Le Visionnaire
Traduit de l'allemand par Albert Béguin
Précédé de Le Théâtre des influences par Pierre Péju
Le Visionnaire, petit roman inachevé, ébauché en 1786, repris en 1788-1789, est, parmi les œuvres de la période romantique de Schiller, celle que préfèrent les romantiques allemands. Rien d’étonnant à cela : aujourd’hui encore, ce récit constitue le véritable testament du premier Schiller.

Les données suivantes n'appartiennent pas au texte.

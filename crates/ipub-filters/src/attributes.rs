//! Attribute blocks written as plain text next to an element
//!
//! Pandoc only parses `{#id .class key=value}` after a few constructs. After
//! math, citations and table captions the block arrives as ordinary `Str`
//! and `Space` tokens, which are found and read here.
//!
//! Parsing is regex based: nested braces and escaped quotes are not
//! supported.

use std::ops::Range;
use std::sync::LazyLock;

use ipub_ast::{Inline, stringify};
use regex::Regex;

static CLASS_RE: LazyLock<Regex> =
    LazyLock::new(|| Regex::new(r"(?:^|\s)\.([\-_a-zA-Z]+)").unwrap());

static KEY_VALUE_RE: LazyLock<Regex> = LazyLock::new(|| {
    Regex::new(r#"(?:^|\s)([\-_a-zA-Z]+)\s*=\s*("[^"]*"|'[^']*'|[^\s"']+)"#).unwrap()
});

/// `{` + optional `#id` + the rest up to the first `}`
static BLOCK_RE: LazyLock<Regex> =
    LazyLock::new(|| Regex::new(r"^\{(#[^\s\}]+|)([^\}]*)\}").unwrap());

/// A `Str` opening a block that is closed in the same token
static OPEN_CLOSED_RE: LazyLock<Regex> = LazyLock::new(|| Regex::new(r"^\{[^\}]*\}").unwrap());

/// A `Str` closing a block opened in an earlier token
static CLOSING_RE: LazyLock<Regex> = LazyLock::new(|| Regex::new(r"^[^\{]*\}").unwrap());

/// Parse `.class-one .class-two key1=val1 key2="quoted value"`
pub fn parse_attribute_str(text: &str) -> (Vec<String>, Vec<(String, String)>) {
    let classes = CLASS_RE
        .captures_iter(text)
        .map(|c| c[1].to_string())
        .collect();
    let mut attributes: Vec<(String, String)> = Vec::new();
    for caps in KEY_VALUE_RE.captures_iter(text) {
        let key = caps[1].to_string();
        let value = strip_quotes(&caps[2]).to_string();
        match attributes.iter_mut().find(|(k, _)| *k == key) {
            Some(slot) => slot.1 = value,
            None => attributes.push((key, value)),
        }
    }
    (classes, attributes)
}

fn strip_quotes(s: &str) -> &str {
    for quote in ['"', '\''] {
        if s.len() >= 2 && s.starts_with(quote) && s.ends_with(quote) {
            return &s[1..s.len() - 1];
        }
    }
    s
}

/// An attribute block found among sibling inlines
#[derive(Debug, Clone, PartialEq)]
pub struct AttributeBlock {
    /// Label (without `#`); empty when the block has none
    pub id: String,
    pub classes: Vec<String>,
    pub attributes: Vec<(String, String)>,
    /// Sibling indices the block was read from, including skipped spaces
    pub consumed: Range<usize>,
    /// Text following the closing brace in the last consumed token
    pub remainder: Option<String>,
}

impl AttributeBlock {
    /// Read a block from its text form (`{#id .a k=v}trailing`)
    pub fn parse(text: &str, consumed: Range<usize>) -> Option<Self> {
        let caps = BLOCK_RE.captures(text)?;
        let whole = caps.get(0)?;
        let (classes, attributes) = parse_attribute_str(&caps[2]);
        let remainder = &text[whole.end()..];
        Some(Self {
            id: caps[1].trim_start_matches('#').to_string(),
            classes,
            attributes,
            consumed,
            remainder: (!remainder.is_empty()).then(|| remainder.to_string()),
        })
    }

    pub fn is_empty(&self) -> bool {
        self.id.is_empty() && self.classes.is_empty() && self.attributes.is_empty()
    }
}

/// Find an attribute block starting at `items[start]`.
///
/// Leading spaces are skipped. The first text token must open the block
/// (`{#` when `require_id` is set); if it does not also close it, any tokens
/// up to the first `Str` holding a closing brace are taken in.
pub fn scan_right(items: &[Inline], start: usize, require_id: bool) -> Option<AttributeBlock> {
    let mut idx = start;
    while items.get(idx).is_some_and(Inline::is_space) {
        idx += 1;
    }
    let opening = items.get(idx)?.as_str()?;
    let opens = if require_id {
        opening.starts_with("{#")
    } else {
        opening.starts_with('{')
    };
    if !opens {
        return None;
    }
    let mut end = idx;
    if !OPEN_CLOSED_RE.is_match(opening) {
        end = (idx + 1..items.len())
            .find(|&i| items[i].as_str().is_some_and(|s| CLOSING_RE.is_match(s)))?;
    }
    let text = block_text(&items[idx..=end]);
    AttributeBlock::parse(&text, start..end + 1)
}

/// Find an attribute block ending the list (`Caption {#tbl:id .a}`).
///
/// Trailing spaces and the spaces before the block are included in
/// `consumed`. The block must start with `{#` when `require_id` is set.
pub fn scan_left(items: &[Inline], require_id: bool) -> Option<AttributeBlock> {
    let mut end = items.len();
    while end > 0 && items[end - 1].is_space() {
        end -= 1;
    }
    let closing = items.get(end.checked_sub(1)?)?.as_str()?;
    if !closing.ends_with('}') {
        return None;
    }
    let mut start = end - 1;
    while !items[start].as_str().is_some_and(|s| s.starts_with('{')) {
        start = start.checked_sub(1)?;
    }
    let text = block_text(&items[start..end]);
    if require_id && !text.starts_with("{#") {
        return None;
    }
    let block = AttributeBlock::parse(&text, start..items.len())?;
    if block.remainder.is_some() {
        return None;
    }
    let mut first = start;
    while first > 0 && items[first - 1].is_space() {
        first -= 1;
    }
    Some(AttributeBlock {
        consumed: first..items.len(),
        ..block
    })
}

fn block_text(items: &[Inline]) -> String {
    stringify(items).replace('\n', " ").trim().to_string()
}

#[cfg(test)]
mod tests {
    use super::*;

    fn s(text: &str) -> Inline {
        Inline::str(text)
    }

    #[test]
    fn test_parse_attribute_str() {
        let (classes, attributes) =
            parse_attribute_str(".class-name .other a=1 b=\"some text\" c='x'");
        assert_eq!(classes, vec!["class-name", "other"]);
        assert_eq!(
            attributes,
            vec![
                ("a".to_string(), "1".to_string()),
                ("b".to_string(), "some text".to_string()),
                ("c".to_string(), "x".to_string()),
            ]
        );
    }

    #[test]
    fn test_escaped_quotes_are_not_supported() {
        let (_, attributes) = parse_attribute_str(r#"a="say \"hi\"""#);
        assert_eq!(attributes, vec![("a".to_string(), r"say \".to_string())]);
    }

    #[test]
    fn test_scan_right_single_token() {
        let items = vec![Inline::display_math("a"), Inline::Space, s("{#eq:a}")];
        let block = scan_right(&items, 1, true).unwrap();
        assert_eq!(block.id, "eq:a");
        assert_eq!(block.consumed, 1..3);
        assert_eq!(block.remainder, None);
    }

    #[test]
    fn test_scan_right_spanning_tokens() {
        let items = vec![
            Inline::inline_math("a=1"),
            Inline::Space,
            s("{#a"),
            Inline::Space,
            s("b="),
            Inline::inline_math("2"),
            s("})."),
        ];
        let block = scan_right(&items, 1, true).unwrap();
        assert_eq!(block.id, "a");
        assert_eq!(block.attributes, vec![("b".to_string(), "2".to_string())]);
        assert_eq!(block.consumed, 1..7);
        assert_eq!(block.remainder.as_deref(), Some(")."));
    }

    #[test]
    fn test_scan_right_requires_label() {
        let items = vec![Inline::Space, s("{.a}")];
        assert!(scan_right(&items, 0, true).is_none());
        assert_eq!(scan_right(&items, 0, false).unwrap().classes, vec!["a"]);
    }

    #[test]
    fn test_scan_right_unclosed() {
        let items = vec![s("{#a"), Inline::Space, s("b")];
        assert!(scan_right(&items, 0, true).is_none());
    }

    #[test]
    fn test_scan_left() {
        let items = vec![
            s("Caption"),
            Inline::Space,
            s("{#tbl:id"),
            Inline::Space,
            s(".class"),
            Inline::Space,
            s("align=\"rc\"}"),
        ];
        let block = scan_left(&items, true).unwrap();
        assert_eq!(block.id, "tbl:id");
        assert_eq!(block.classes, vec!["class"]);
        assert_eq!(block.attributes, vec![("align".to_string(), "rc".to_string())]);
        assert_eq!(block.consumed, 1..7);
    }

    #[test]
    fn test_scan_left_needs_trailing_block() {
        let items = vec![s("{#tbl:id}"), Inline::Space, s("Caption")];
        assert!(scan_left(&items, true).is_none());
        assert!(scan_left(&[s("{.a}")], true).is_none());
    }
}
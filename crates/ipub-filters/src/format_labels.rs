//! Rendering of labelled math, images and tables
//!
//! Reads the `labelled-*` containers left by the label pass (and plain
//! display math and images) and writes each element the way the target
//! format numbers and anchors it: `\label` in LaTeX, `.. math::` / link
//! targets in RST and anchors in HTML. The containers are removed.

use std::sync::LazyLock;

use ipub_ast::{
    Alignment, Attr, Block, Format, Inline, MathType, OutputFormat, Pandoc, Parent, Table, Target,
    render_blocks, render_inlines, walk_blocks_mut, walk_inlines_mut,
};
use regex::Regex;

use crate::context::FilterContext;
use crate::definitions::{LABELLED_IMAGE_CLASS, LABELLED_MATH_CLASS, LABELLED_TABLE_CLASS};
use crate::error::{FilterError, Result};
use crate::pipeline::{Pass, Stage};
use crate::render::{ANCHOR_END, anchor_start, block_raw, split_raw_blocks};
use crate::units::{Unit, convert_units};

static WIDTH_SEPARATOR_RE: LazyLock<Regex> = LazyLock::new(|| Regex::new(r"[,\s]+").unwrap());

/// Labelled element rendering pass
#[derive(Debug, Clone, Copy, Default)]
pub struct FormatLabels;

impl Pass for FormatLabels {
    fn name(&self) -> &str {
        "format-labels"
    }

    fn stage(&self) -> Stage {
        Stage::FormatLabels
    }

    fn run(&self, doc: &mut Pandoc, ctx: &mut FilterContext) -> Result<()> {
        let format = ctx.format();
        let mut failure = None;
        walk_inlines_mut(&mut doc.blocks, &mut |list, parent| {
            if failure.is_some() || is_labelled_parent(&parent) {
                return;
            }
            if let Err(err) = format_inlines(list, format) {
                failure = Some(err);
            }
        });
        walk_blocks_mut(&mut doc.blocks, &mut |list| {
            if failure.is_some() {
                return;
            }
            if let Err(err) = format_tables(list, format) {
                failure = Some(err);
            }
        });
        if let Some(err) = failure {
            return Err(err);
        }
        strip_labelled_spans(doc);
        split_raw_blocks(&mut doc.blocks);
        Ok(())
    }
}

/// Replace `labelled-*` Spans and Divs by their content
pub fn strip_labelled_spans(doc: &mut Pandoc) {
    walk_inlines_mut(&mut doc.blocks, &mut |list, _| {
        if !list.iter().any(is_labelled_span) {
            return;
        }
        for inline in std::mem::take(list) {
            match inline {
                Inline::Span(attr, content) if is_labelled(&attr) => list.extend(content),
                other => list.push(other),
            }
        }
    });
    walk_blocks_mut(&mut doc.blocks, &mut |list| {
        let wrapped = |b: &Block| matches!(b, Block::Div(attr, _) if attr.has_class(LABELLED_TABLE_CLASS));
        if !list.iter().any(wrapped) {
            return;
        }
        for block in std::mem::take(list) {
            match block {
                Block::Div(attr, content) if attr.has_class(LABELLED_TABLE_CLASS) => {
                    list.extend(content)
                }
                other => list.push(other),
            }
        }
    });
}

fn is_labelled(attr: &Attr) -> bool {
    attr.has_class(LABELLED_MATH_CLASS) || attr.has_class(LABELLED_IMAGE_CLASS)
}

fn is_labelled_span(inline: &Inline) -> bool {
    matches!(inline, Inline::Span(attr, _) if is_labelled(attr))
}

fn is_labelled_parent(parent: &Parent<'_>) -> bool {
    matches!(parent, Parent::Span(attr) if is_labelled(attr))
}

fn format_inlines(list: &mut Vec<Inline>, format: OutputFormat) -> Result<()> {
    let needs_work = list.iter().any(|i| {
        matches!(i, Inline::Math(MathType::DisplayMath, _) | Inline::Image(..)) || is_labelled_span(i)
    });
    if !needs_work {
        return Ok(());
    }
    for inline in std::mem::take(list) {
        match inline {
            Inline::Span(attr, content) if is_labelled(&attr) => {
                for inner in content {
                    list.extend(format_element(inner, Some(&attr), format)?);
                }
            }
            other => list.extend(format_element(other, None, format)?),
        }
    }
    Ok(())
}

fn format_element(inline: Inline, span: Option<&Attr>, format: OutputFormat) -> Result<Vec<Inline>> {
    match inline {
        Inline::Math(MathType::DisplayMath, tex) => Ok(format_math(tex, span, format)),
        Inline::Image(attr, caption, target) => format_image(attr, caption, target, span, format),
        other => Ok(vec![other]),
    }
}

fn format_math(tex: String, span: Option<&Attr>, format: OutputFormat) -> Vec<Inline> {
    let label = span.map(|s| s.identifier.as_str()).filter(|l| !l.is_empty());
    let env = span.and_then(|s| s.get("env")).unwrap_or("equation");
    let star = if span.is_some_and(|s| s.has_class("unnumbered")) {
        "*"
    } else {
        ""
    };
    let label_tag = match (label, format) {
        (Some(label), OutputFormat::Latex) => format!("\\label{{{label}}}"),
        _ => String::new(),
    };
    let body = format!("\\begin{{{env}{star}}}{tex}{label_tag}\\end{{{env}{star}}}");

    match format {
        OutputFormat::Latex => vec![Inline::RawInline(Format::new("tex"), body)],
        OutputFormat::Rst => {
            let options = match label {
                Some(label) => format!("   :nowrap:\n   :label: {label}"),
                None => "   :nowrap:".to_string(),
            };
            vec![block_raw(
                Format::rst(),
                &format!(".. math::\n{options}\n\n   {body}"),
            )]
        }
        OutputFormat::Html => match label {
            Some(label) => vec![
                Inline::RawInline(Format::html(), anchor_start(label)),
                Inline::Math(MathType::DisplayMath, body),
                Inline::RawInline(Format::html(), ANCHOR_END.to_string()),
            ],
            None => vec![Inline::Math(MathType::DisplayMath, tex)],
        },
    }
}

fn format_image(
    mut attr: Attr,
    caption: Vec<Inline>,
    target: Target,
    span: Option<&Attr>,
    format: OutputFormat,
) -> Result<Vec<Inline>> {
    let source = span.unwrap_or(&attr);
    let label = source.identifier.clone();
    match format {
        OutputFormat::Latex => {
            let options = source.get("placement").unwrap_or_default();
            let size = if let Some(width) = source.get("width") {
                format!("width={}\\linewidth", convert_units(width, Unit::Fraction)?)
            } else if let Some(height) = source.get("height") {
                format!("height={}\\paperheight", convert_units(height, Unit::Fraction)?)
            } else {
                String::new()
            };
            let caption = render_inlines(&caption, OutputFormat::Latex).trim().to_string();
            let image = format!(
                "\\begin{{center}}\n\\adjustimage{{max size={{0.9\\linewidth}}{{0.9\\paperheight}},{size}}}{{{}}}\n\\end{{center}}",
                target.0
            );
            let figure = if label.is_empty() {
                format!(
                    "\\begin{{figure}}[{options}]\n{image}\n\\caption{{{caption}}}\n\\end{{figure}}"
                )
            } else {
                format!(
                    "\\begin{{figure}}[{options}]\n\\hypertarget{{{label}}}{{%\n{image}\n\\caption{{{caption}}}\\label{{{label}}}\n}}\n\\end{{figure}}"
                )
            };
            Ok(vec![Inline::RawInline(Format::new("tex"), figure)])
        }
        // TODO: convert width/height to percentages for the RST figure options
        OutputFormat::Rst => Ok(vec![Inline::Image(attr, caption, target)]),
        OutputFormat::Html if !label.is_empty() => {
            attr.identifier.clear();
            Ok(vec![
                Inline::RawInline(Format::html(), anchor_start(&label)),
                Inline::Image(attr, caption, target),
                Inline::RawInline(Format::html(), ANCHOR_END.to_string()),
            ])
        }
        OutputFormat::Html => Ok(vec![Inline::Image(attr, caption, target)]),
    }
}

fn format_tables(list: &mut Vec<Block>, format: OutputFormat) -> Result<()> {
    let labelled = |b: &Block| matches!(b, Block::Div(attr, _) if attr.has_class(LABELLED_TABLE_CLASS));
    if !list.iter().any(labelled) {
        return Ok(());
    }
    for block in std::mem::take(list) {
        match block {
            Block::Div(attr, content) if attr.has_class(LABELLED_TABLE_CLASS) => {
                for inner in content {
                    match inner {
                        Block::Table(table) => list.extend(format_table(&attr, table, format)?),
                        other => list.push(other),
                    }
                }
            }
            other => list.push(other),
        }
    }
    Ok(())
}

fn parse_alignments(label: &str, spec: &str) -> Result<Vec<Alignment>> {
    spec.chars()
        .map(|c| match c {
            'l' => Ok(Alignment::AlignLeft),
            'r' => Ok(Alignment::AlignRight),
            'c' => Ok(Alignment::AlignCenter),
            _ => Err(FilterError::TableFormat {
                label: label.to_string(),
                message: format!("alignment must contain only l, r or c: {spec}"),
            }),
        })
        .collect()
}

fn parse_widths(label: &str, spec: &str) -> Result<Vec<f64>> {
    let inner = spec.trim().trim_start_matches('[').trim_end_matches(']');
    WIDTH_SEPARATOR_RE
        .split(inner.trim())
        .filter(|w| !w.is_empty())
        .map(|w| {
            w.parse::<f64>().map_err(|_| FilterError::TableFormat {
                label: label.to_string(),
                message: format!("widths must be a list of numbers: {spec}"),
            })
        })
        .collect()
}

fn format_table(attr: &Attr, mut table: Table, format: OutputFormat) -> Result<Vec<Block>> {
    let label = attr.identifier.as_str();
    if let Some(spec) = attr.get("align") {
        table.aligns = parse_alignments(label, spec)?;
    }
    let widths = attr.get("widths").map(|spec| parse_widths(label, spec)).transpose()?;
    if let Some(widths) = &widths {
        table.widths = widths.clone();
    }

    match format {
        OutputFormat::Latex => {
            table
                .caption
                .push(Inline::RawInline(Format::new("tex"), format!("\\label{{{label}}}")));
            Ok(vec![Block::Table(table)])
        }
        OutputFormat::Rst => {
            let target = Block::Para(vec![Inline::RawInline(
                Format::rst(),
                format!(".. _`{label}`:"),
            )]);
            if attr.attributes.is_empty() {
                return Ok(vec![target, Block::Table(table)]);
            }
            // The RST writer has no table options, so they are added to its output
            let rendered = render_blocks(&[Block::Table(table)], OutputFormat::Rst);
            let mut lines: Vec<String> = rendered.lines().map(String::from).collect();
            if lines.get(1).is_some_and(|l| l.trim().is_empty()) {
                lines.insert(1, "   :align: center".to_string());
                if let Some(widths) = &widths {
                    let widths: Vec<String> = widths
                        .iter()
                        .map(|w| ((w * 10.0).round() as i64).to_string())
                        .collect();
                    lines.insert(1, format!("   :widths: {}", widths.join(" ")));
                }
            }
            Ok(vec![target, Block::RawBlock(Format::rst(), lines.join("\n"))])
        }
        OutputFormat::Html => Ok(vec![
            Block::RawBlock(Format::html(), anchor_start(label)),
            Block::Table(table),
            Block::RawBlock(Format::html(), ANCHOR_END.to_string()),
        ]),
    }
}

Les thèmes, riches et nombreux, feront florès : l’Italie et une Venise languissante et mortelle, l’occultisme et les pouvoirs mystérieux de l’homme, les sociétés secrètes, les relations entre l’Église romaine et les diverses sortes de superstition, les rapports éternels entre illusion et tromperie, pouvoir et argent, corruption et droiture. Au centre de l’intrigue, un personnage énigmatique et étonnant de magicien arménien qui fut sans doute inspiré à Schiller par Cagliostro. L’Europe tout entière retentissait encore alors de ses exploits. Déjà, comme aujourd’hui, s’opposent un grand courant sous-jacent d’irrationalisme et de religions hétérodoxes — qui offrent aux âmes que la philosophie régnante laissait insatisfaites la compensation de leurs rêveries mystiques et de leurs promesses — et un examen de conscience clair et individuel issu de la philosophie des Lumières. Et lorsque Béguin constate : “Ce siècle de la critique la plus défiante est aussi celui des divertissements (…) qui ont fait la fortune des bateleurs, des faux mages, des astrologues improvisés”, nous frappent quelques similitudes de situations. Face à un être exceptionnel qui se veut maître d’une magie efficace, maître ès magnétisme, alchimie ou sciences occultes, que peut la simple raison du Prince, héros de ce récit ?
Sans le savoir et pour répondre à ces questions, Schiller se révélera aussi dans Le Visionnaire le précurseur du roman policier, comme le démontre Albert Béguin : “Toute la composition du récit, les énigmes qui s’y nouent, les relations inattendues qui se découvraient entre des faits apparemment sans liaison, entre des personnages que l’on croyait étrangers les uns aux autres, rappellent moins les romans du XVIIIe siècle qu’ils n’annoncent les procédés du futur roman populaire.”
Presse et librairies
Ce petit roman est œuvre quasiment inconnue, atypique de Schiller. L’intérêt de cet ouvrage, outre qu’il nous révèle un Schiller inhabituel, réside dans les thèmes abordés : la magie, l’occultisme, les sciences secrètes, les superstitions et l’influence de tous ces phénomènes sur un individu. On peut y voir une préfiguration du conte fantastique romantique, on peut aussi penser à tous ces princes contemporains de Schiller avec leurs différentes lubies philosophiques et mystiques. L’abondante préface, très documentée, de Pierre Péju permet de resituer le roman à la fois dans l’œuvre de Schiller et dans le mouvement des idées de son époque ; de facture universitaire, elle est un outil précieux pour comprendre le romantisme allemand dont ce roman peut apparaître comme l’une des premières œuvres.
A. Rouy, Choisir, décembre 1996Ouvrez donc le livre, lisez, écoutez cette voix, enfin délivrée de ses masques théâtraux, de ce rôle, la véritable voix enfin audible d’un Schiller “en souffrance”.